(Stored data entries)
○ ○ ○ ○ ○

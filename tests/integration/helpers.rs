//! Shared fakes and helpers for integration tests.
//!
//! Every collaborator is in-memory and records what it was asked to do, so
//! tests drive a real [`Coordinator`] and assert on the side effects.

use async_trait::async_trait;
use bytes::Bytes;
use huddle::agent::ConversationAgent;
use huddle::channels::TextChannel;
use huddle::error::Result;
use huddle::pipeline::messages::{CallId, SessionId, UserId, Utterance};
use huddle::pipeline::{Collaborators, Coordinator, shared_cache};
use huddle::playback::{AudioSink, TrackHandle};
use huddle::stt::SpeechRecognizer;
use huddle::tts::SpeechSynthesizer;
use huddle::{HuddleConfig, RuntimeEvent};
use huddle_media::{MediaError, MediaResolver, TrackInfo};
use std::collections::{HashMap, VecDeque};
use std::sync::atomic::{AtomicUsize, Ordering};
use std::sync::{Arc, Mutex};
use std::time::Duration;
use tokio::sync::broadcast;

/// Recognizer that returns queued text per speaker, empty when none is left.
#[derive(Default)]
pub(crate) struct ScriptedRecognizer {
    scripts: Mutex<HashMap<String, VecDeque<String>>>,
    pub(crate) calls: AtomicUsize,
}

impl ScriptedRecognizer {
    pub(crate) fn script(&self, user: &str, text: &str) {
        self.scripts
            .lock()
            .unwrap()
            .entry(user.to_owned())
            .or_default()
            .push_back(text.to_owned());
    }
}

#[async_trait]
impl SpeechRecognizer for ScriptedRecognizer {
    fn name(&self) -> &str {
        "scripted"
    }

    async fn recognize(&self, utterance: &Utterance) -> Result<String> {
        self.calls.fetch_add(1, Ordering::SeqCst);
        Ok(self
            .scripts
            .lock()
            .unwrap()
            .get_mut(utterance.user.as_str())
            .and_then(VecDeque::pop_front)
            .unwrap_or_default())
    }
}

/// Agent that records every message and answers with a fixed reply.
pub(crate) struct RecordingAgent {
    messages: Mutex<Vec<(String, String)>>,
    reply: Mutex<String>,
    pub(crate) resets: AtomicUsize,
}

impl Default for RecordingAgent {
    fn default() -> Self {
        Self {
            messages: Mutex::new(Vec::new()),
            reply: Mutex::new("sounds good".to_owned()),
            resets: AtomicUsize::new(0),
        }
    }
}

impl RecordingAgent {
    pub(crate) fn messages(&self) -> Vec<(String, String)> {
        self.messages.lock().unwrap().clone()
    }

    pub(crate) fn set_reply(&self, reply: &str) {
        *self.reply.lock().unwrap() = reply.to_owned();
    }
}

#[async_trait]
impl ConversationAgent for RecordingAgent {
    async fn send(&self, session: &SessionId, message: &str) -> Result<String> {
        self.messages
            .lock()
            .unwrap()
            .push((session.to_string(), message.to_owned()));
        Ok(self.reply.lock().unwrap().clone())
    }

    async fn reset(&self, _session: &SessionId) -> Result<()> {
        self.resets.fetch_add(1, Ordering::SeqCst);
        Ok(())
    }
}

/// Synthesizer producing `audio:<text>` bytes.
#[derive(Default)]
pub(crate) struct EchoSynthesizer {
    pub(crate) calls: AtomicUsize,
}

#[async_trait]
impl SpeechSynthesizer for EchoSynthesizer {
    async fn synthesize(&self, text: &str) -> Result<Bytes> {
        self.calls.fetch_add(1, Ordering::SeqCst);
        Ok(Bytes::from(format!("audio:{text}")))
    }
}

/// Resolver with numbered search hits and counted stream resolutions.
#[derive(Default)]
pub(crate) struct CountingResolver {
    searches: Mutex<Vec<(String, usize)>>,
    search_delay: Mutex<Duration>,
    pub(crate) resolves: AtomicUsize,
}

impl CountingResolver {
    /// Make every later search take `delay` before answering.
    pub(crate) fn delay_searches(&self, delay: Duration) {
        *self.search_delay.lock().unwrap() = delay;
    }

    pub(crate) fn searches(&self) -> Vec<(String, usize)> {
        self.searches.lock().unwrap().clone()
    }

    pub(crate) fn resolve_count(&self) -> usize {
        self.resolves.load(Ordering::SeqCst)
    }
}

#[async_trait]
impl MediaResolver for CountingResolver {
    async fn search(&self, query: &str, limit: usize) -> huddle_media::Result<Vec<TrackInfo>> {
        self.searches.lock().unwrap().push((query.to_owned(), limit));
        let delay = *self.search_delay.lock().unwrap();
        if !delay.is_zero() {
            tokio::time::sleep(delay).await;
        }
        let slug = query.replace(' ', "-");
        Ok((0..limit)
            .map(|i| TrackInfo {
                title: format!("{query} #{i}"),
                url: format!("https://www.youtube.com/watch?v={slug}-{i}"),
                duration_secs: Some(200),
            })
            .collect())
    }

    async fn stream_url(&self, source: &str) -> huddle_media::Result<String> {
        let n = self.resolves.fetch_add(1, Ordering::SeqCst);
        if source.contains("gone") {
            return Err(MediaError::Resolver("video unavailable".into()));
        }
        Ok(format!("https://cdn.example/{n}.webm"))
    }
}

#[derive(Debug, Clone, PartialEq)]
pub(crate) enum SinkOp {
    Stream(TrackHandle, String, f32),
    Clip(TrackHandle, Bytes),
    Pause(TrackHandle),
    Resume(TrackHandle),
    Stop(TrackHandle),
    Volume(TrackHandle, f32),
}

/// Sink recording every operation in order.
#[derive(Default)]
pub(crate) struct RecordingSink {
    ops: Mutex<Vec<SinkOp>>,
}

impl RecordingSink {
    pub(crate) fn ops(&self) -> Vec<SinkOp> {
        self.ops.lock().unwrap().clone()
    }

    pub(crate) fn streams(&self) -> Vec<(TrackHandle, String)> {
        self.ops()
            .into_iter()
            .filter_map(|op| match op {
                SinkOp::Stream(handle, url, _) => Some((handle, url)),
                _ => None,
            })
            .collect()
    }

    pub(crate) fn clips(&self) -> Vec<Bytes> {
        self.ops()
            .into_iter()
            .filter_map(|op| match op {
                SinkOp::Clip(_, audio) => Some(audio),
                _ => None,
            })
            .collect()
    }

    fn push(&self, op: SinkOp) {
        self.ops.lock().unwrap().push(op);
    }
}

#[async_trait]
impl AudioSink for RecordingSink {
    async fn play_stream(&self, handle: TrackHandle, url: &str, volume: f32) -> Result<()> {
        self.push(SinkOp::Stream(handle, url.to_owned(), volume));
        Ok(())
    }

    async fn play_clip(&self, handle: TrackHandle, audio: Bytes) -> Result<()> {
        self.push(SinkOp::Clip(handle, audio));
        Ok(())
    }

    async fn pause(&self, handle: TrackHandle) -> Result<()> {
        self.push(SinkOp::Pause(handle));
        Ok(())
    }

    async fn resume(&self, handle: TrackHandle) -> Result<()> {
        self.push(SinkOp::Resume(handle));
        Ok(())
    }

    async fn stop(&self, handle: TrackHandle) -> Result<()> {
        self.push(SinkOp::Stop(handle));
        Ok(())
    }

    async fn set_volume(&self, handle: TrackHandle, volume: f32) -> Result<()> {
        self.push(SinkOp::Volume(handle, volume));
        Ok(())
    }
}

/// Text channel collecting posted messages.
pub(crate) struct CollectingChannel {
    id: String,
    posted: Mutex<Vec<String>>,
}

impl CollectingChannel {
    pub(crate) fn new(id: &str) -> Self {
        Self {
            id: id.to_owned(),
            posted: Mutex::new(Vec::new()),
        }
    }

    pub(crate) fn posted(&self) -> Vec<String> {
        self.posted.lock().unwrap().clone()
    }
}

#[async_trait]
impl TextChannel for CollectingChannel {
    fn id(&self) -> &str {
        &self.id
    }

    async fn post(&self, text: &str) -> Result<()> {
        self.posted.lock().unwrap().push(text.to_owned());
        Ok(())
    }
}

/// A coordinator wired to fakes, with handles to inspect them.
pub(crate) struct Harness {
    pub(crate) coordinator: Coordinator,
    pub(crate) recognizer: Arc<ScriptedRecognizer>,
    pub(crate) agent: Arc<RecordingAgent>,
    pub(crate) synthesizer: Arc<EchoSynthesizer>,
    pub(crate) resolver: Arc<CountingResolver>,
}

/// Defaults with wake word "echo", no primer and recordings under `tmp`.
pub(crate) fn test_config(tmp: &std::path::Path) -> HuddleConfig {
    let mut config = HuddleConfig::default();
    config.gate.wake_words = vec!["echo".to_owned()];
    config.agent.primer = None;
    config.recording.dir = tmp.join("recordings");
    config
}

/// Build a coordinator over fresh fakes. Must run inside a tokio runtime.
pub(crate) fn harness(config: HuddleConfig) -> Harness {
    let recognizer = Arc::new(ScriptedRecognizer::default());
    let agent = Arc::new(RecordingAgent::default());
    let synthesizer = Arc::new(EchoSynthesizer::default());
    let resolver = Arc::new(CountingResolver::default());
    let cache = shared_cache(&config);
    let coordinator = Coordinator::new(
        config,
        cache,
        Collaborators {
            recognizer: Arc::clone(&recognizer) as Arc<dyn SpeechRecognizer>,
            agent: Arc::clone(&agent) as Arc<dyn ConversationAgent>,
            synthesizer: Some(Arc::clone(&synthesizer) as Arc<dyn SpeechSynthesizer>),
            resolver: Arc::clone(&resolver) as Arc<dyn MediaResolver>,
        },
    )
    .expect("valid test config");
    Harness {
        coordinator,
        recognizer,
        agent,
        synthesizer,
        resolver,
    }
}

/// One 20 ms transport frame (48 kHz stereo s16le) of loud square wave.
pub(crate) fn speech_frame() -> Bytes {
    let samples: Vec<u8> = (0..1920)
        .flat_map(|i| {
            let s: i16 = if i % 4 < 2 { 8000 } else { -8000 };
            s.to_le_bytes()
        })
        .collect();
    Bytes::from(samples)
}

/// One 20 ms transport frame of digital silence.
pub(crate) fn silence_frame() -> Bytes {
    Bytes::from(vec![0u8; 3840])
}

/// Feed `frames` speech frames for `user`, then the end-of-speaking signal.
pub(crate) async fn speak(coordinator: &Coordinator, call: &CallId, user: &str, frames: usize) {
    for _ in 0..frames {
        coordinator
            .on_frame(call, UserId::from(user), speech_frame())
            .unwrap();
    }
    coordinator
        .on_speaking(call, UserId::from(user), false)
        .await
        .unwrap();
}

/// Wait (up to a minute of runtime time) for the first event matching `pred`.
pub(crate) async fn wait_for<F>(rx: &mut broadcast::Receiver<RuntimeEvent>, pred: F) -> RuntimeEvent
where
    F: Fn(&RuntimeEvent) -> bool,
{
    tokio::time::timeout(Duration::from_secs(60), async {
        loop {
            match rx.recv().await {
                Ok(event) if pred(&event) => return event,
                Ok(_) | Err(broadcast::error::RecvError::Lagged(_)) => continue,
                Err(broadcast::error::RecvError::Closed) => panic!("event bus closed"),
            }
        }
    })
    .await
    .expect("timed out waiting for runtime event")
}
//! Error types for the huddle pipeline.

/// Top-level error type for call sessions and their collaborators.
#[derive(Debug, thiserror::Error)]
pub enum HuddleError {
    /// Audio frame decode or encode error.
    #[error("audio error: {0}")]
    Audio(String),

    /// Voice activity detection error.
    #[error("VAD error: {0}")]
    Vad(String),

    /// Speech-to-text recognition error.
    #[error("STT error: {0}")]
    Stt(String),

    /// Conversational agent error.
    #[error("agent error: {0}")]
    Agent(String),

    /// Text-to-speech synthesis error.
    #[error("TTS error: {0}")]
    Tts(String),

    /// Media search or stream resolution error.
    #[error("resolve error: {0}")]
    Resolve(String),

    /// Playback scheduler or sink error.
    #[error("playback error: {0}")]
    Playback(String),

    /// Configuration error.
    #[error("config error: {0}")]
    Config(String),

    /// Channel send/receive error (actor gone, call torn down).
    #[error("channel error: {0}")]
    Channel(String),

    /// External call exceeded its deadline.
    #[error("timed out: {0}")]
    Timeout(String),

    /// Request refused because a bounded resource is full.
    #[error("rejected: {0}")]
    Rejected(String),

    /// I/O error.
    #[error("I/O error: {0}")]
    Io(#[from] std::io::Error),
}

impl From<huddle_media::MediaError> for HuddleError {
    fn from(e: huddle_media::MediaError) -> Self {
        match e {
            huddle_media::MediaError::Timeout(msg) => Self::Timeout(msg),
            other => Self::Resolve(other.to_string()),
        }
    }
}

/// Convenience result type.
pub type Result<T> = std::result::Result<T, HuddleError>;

○ ○ ○ ○ ○

How to complete this task — Among the records above, which lines hold the word "ConversationAgent"? Copy each one.

Exercise result —
use huddle::agent::ConversationAgent;
impl ConversationAgent for RecordingAgent {
            agent: Arc::clone(&agent) as Arc<dyn ConversationAgent>,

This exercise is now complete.